▶ Problem description
Using the data that follows, report how many lines include "appended"; output no other text.

▶ Supplied material
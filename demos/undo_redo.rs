// (c) Copyright 2025 Helsing GmbH. All rights reserved.
//! Every update is recorded as a forward and an inverse patch. Undo and redo replay them
//! against the current snapshot.

use pure_undo::{HistoryConfig, Store, array, object, path};
use std::error::Error;

fn main() -> Result<(), Box<dyn Error>> {
    let store = Store::with_config(
        object! { "animals" => array![object! { "name" => "Aiofe", "age" => 6 }] },
        HistoryConfig::new(100),
    );

    store.update(|d| d.at("animals").push(object! { "name" => "Odin", "age" => 5 }))?;
    let odin = store.store_for(path!["animals", 1]);
    odin.update(|d| d.set("name", "NewOdin"))?;

    for (entry, inverse) in store.patches().iter().zip(store.inverse_patches()) {
        println!("do:\n{entry}\nundo:\n{inverse}\n");
    }

    // Views share the root's history: undoing through `odin` or `store` is the same thing.
    odin.undo()?;
    println!("after undo: {}", odin.state());
    store.redo()?;
    println!("after redo: {}", odin.state());

    // Recording after an undo discards what could have been redone.
    store.undo()?;
    store.undo()?;
    store.merge(object! { "owner" => "Siobhan" })?;
    println!(
        "can redo: {}, entries: {}, pointer: {:?}",
        store.can_redo(),
        store.history_len(),
        store.history_pointer()
    );

    // Updates outside the history survive undo.
    store.merge_without_patches(object! { "visits" => 3 })?;
    store.undo()?;
    println!("{}", store.state());
    Ok(())
}
// (c) Copyright 2025 Helsing GmbH. All rights reserved.
//! Addressing of values inside a document.
use super::Value;
use smallvec::SmallVec;
use std::{
    borrow::Cow,
    fmt,
    ops::{Deref, DerefMut},
};

/// One step of a [`Path`].
#[derive(Debug, Clone, PartialEq, Eq, Hash, PartialOrd, Ord)]
#[cfg_attr(feature = "serde", derive(::serde::Deserialize, ::serde::Serialize))]
#[cfg_attr(feature = "serde", serde(untagged))]
pub enum Segment {
    Index(usize),
    Key(String),
}

/// A [`Segment`] resolved against a concrete container.
#[derive(Debug, Clone, PartialEq, Eq)]
pub(crate) enum Slot<'a> {
    Key(Cow<'a, str>),
    Index(usize),
}

/// Why a [`Segment`] cannot address anything in a value.
#[derive(Debug, Clone, Copy, PartialEq, Eq)]
pub(crate) enum SlotError {
    /// The value is a scalar.
    NotAContainer,
    /// A key that is not a number was used on an array.
    NotAnIndex,
}

impl Segment {
    /// Resolves this segment against `container`.
    ///
    /// Objects are addressed by key, so an index addresses the key spelled like the number.
    /// Arrays are addressed by position, so a key addresses the index it parses as.
    pub(crate) fn resolve(&self, container: &Value) -> Result<Slot<'_>, SlotError> {
        match (container, self) {
            (Value::Object(_), Segment::Key(key)) => Ok(Slot::Key(Cow::Borrowed(key))),
            (Value::Object(_), Segment::Index(index)) => {
                Ok(Slot::Key(Cow::Owned(index.to_string())))
            }
            (Value::Array(_), Segment::Index(index)) => Ok(Slot::Index(*index)),
            (Value::Array(_), Segment::Key(key)) => key
                .parse::<usize>()
                .map(Slot::Index)
                .map_err(|_| SlotError::NotAnIndex),
            _ => Err(SlotError::NotAContainer),
        }
    }
}

impl From<usize> for Segment {
    fn from(index: usize) -> Self {
        Segment::Index(index)
    }
}

impl From<&str> for Segment {
    fn from(key: &str) -> Self {
        Segment::Key(key.to_owned())
    }
}

impl From<String> for Segment {
    fn from(key: String) -> Self {
        Segment::Key(key)
    }
}

impl From<&Segment> for Segment {
    fn from(segment: &Segment) -> Self {
        segment.clone()
    }
}

impl fmt::Display for Segment {
    fn fmt(&self, f: &mut fmt::Formatter<'_>) -> fmt::Result {
        match self {
            Segment::Index(index) => write!(f, "{index}"),
            // JSON pointer escaping, RFC 6901 section 3
            Segment::Key(key) => f.write_str(&key.replace('~', "~0").replace('/', "~1")),
        }
    }
}

/// A location in a document, relative to some value.
///
/// The empty path addresses the value itself. Paths display as JSON pointers:
///
/// ```rust
/// # use pure_undo::path;
/// assert_eq!(path!["animals", 1, "name"].to_string(), "/animals/1/name");
/// assert_eq!(path![].to_string(), "");
/// ```
#[derive(Debug, Clone, Default, PartialEq, Eq, Hash, PartialOrd, Ord)]
#[cfg_attr(feature = "serde", derive(::serde::Deserialize, ::serde::Serialize))]
#[cfg_attr(feature = "serde", serde(transparent))]
pub struct Path(SmallVec<[Segment; 4]>);

impl Path {
    /// The empty path.
    pub fn root() -> Self {
        Self::default()
    }

    pub fn is_root(&self) -> bool {
        self.0.is_empty()
    }

    pub fn push(&mut self, segment: impl Into<Segment>) {
        self.0.push(segment.into());
    }

    /// Returns a new path with `segment` appended.
    pub fn child(&self, segment: impl Into<Segment>) -> Self {
        let mut child = self.clone();
        child.push(segment);
        child
    }

    /// Returns a new path with all of `other` appended.
    pub fn join(&self, other: &[Segment]) -> Self {
        let mut joined = self.clone();
        joined.0.extend(other.iter().cloned());
        joined
    }

    /// Splits off the last segment, returning it and the path of the parent.
    pub fn split_last(&self) -> Option<(&Segment, &[Segment])> {
        self.0.split_last()
    }

    /// Returns true if `self` is `other` or lies below it.
    pub fn starts_with(&self, other: &[Segment]) -> bool {
        self.0.starts_with(other)
    }
}

impl Deref for Path {
    type Target = [Segment];

    fn deref(&self) -> &Self::Target {
        &self.0
    }
}

impl DerefMut for Path {
    fn deref_mut(&mut self) -> &mut Self::Target {
        &mut self.0
    }
}

impl From<&[Segment]> for Path {
    fn from(segments: &[Segment]) -> Self {
        Self(segments.iter().cloned().collect())
    }
}

impl From<Segment> for Path {
    fn from(segment: Segment) -> Self {
        Self(smallvec::smallvec![segment])
    }
}

impl FromIterator<Segment> for Path {
    fn from_iter<I: IntoIterator<Item = Segment>>(iter: I) -> Self {
        Self(iter.into_iter().collect())
    }
}

impl Extend<Segment> for Path {
    fn extend<I: IntoIterator<Item = Segment>>(&mut self, iter: I) {
        self.0.extend(iter);
    }
}

impl<'a> IntoIterator for &'a Path {
    type Item = &'a Segment;
    type IntoIter = std::slice::Iter<'a, Segment>;

    fn into_iter(self) -> Self::IntoIter {
        self.0.iter()
    }
}

impl fmt::Display for Path {
    fn fmt(&self, f: &mut fmt::Formatter<'_>) -> fmt::Result {
        for segment in &self.0 {
            write!(f, "/{segment}")?;
        }
        Ok(())
    }
}
// (c) Copyright 2025 Helsing GmbH. All rights reserved.
//! # pure-undo: Immutable State with Views and Patch-Based Undo
//!
//! This crate provides an in-process, synchronous state container for application state
//! shaped like a JSON document. It combines three ideas:
//!
//! - **Immutable snapshots.** The state is a [`Value`] tree whose containers are
//!   reference-counted. An update never mutates a snapshot someone else may be holding; it
//!   produces a new root that shares every untouched subtree with the previous one.
//! - **Views.** [`Store::store_for`] derives a handle onto any part of the tree. A view reads
//!   and updates its part as if it were a store of its own, but there is only ever one
//!   snapshot: updating through a view replaces the root.
//! - **Patch-based history.** Every update is recorded as a pair of [`Patch`]es (forward and
//!   inverse) rather than as a copy of the whole state, so undo and redo cost proportional to
//!   the edit, not to the document.
//!
//! ## Getting Started
//!
//! ```rust
//! use pure_undo::{array, object, Store};
//!
//! let store = Store::new(object! {
//!     "numberOfWalks" => 2876,
//!     "animals" => array![
//!         object! { "name" => "Aiofe", "age" => 6 },
//!         object! { "name" => "Sen", "age" => 8 },
//!     ],
//! });
//!
//! // Edit through a recipe: the draft looks mutable, the snapshot is not.
//! let before = store.state();
//! store.update(|d| d.set("numberOfWalks", 2877)).unwrap();
//! assert_eq!(*before.get("numberOfWalks").unwrap(), 2876);
//!
//! // Views of views compose.
//! let sen = store.store_for("animals").store_for(1usize);
//! sen.merge(object! { "age" => 9 }).unwrap();
//! assert_eq!(*store.state().get("animals").unwrap().get(1).unwrap().get("age").unwrap(), 9);
//!
//! // Untouched parts of the tree are shared between snapshots.
//! let aiofe_before = before.get("animals").unwrap().get(0).unwrap();
//! let aiofe_after = store.state().get("animals").unwrap().get(0).unwrap().clone();
//! assert!(aiofe_before.ptr_eq(&aiofe_after));
//!
//! // One timeline for the whole tree, whichever handle is used.
//! sen.undo().unwrap();
//! store.undo().unwrap();
//! assert_eq!(store.state(), before);
//! ```
//!
//! ## Updates
//!
//! An update is either a recipe editing a [`Draft`] or a partial object merged onto the
//! target ([`Updater`]). A few rules hold for every update, no matter which handle it goes
//! through:
//!
//! - An update that changes nothing (for example writing a value equal to the current one)
//!   is a no-op: it records no history and notifies no one.
//! - An update that fails (say, by editing through a position that does not exist) commits
//!   nothing and returns the error.
//! - A view whose target is a scalar has nothing to edit _through_: edits of its children
//!   are ignored. To change a scalar, update its parent.
//! - Recording an update after undoing discards the undone entries.
//!
//! [`Store::update_without_patches`] and friends update the snapshot without touching the
//! history. Since the history then no longer describes the snapshot, undo and redo may fail
//! with [`StoreError::Patch`] afterwards; they leave the store unchanged when they do.
//!
//! ## Subscriptions
//!
//! Callbacks registered with [`Store::subscribe`] run synchronously after every change to
//! the tree, in registration order. They may read or update the store themselves; no
//! internal borrow is held while they run.
//!
//! ## Threading
//!
//! Stores are single-threaded. Handles are `!Send` and `!Sync`.
//!
//! ## Features
//!
//! - `json`: Enables conversion of documents to and from `serde_json::Value`, and typed
//!   state through `serde`. This feature is enabled by default.
//! - `serde`: Provides `serde` support for documents, paths and patches.
//! - `arbitrary`: Implements `quickcheck::Arbitrary` for documents and paths, useful for
//!   property-based testing.
#[cfg(test)]
#[macro_use(quickcheck)]
extern crate quickcheck_macros;

/// Macros usable for tests and initialization
pub mod macros;

pub mod value;
pub use value::{Map, Path, Segment, Value};
pub mod patch;
pub use patch::{Patch, PatchOp};
mod draft;
pub use draft::{Draft, Produced, produce};
mod updater;
pub use updater::Updater;
pub mod lens;
pub use lens::Accessor;
pub mod history;
pub use history::{HistoryConfig, HistoryEntry};
mod subscription;
pub use subscription::Subscription;
mod store;
pub use store::{BoundUpdater, Store};
mod error;
pub use error::{PatchError, StoreError};
#[cfg(feature = "json")]
mod json;
#[cfg(any(test, feature = "arbitrary"))]
mod arbitrary;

▶ Reply to the task
2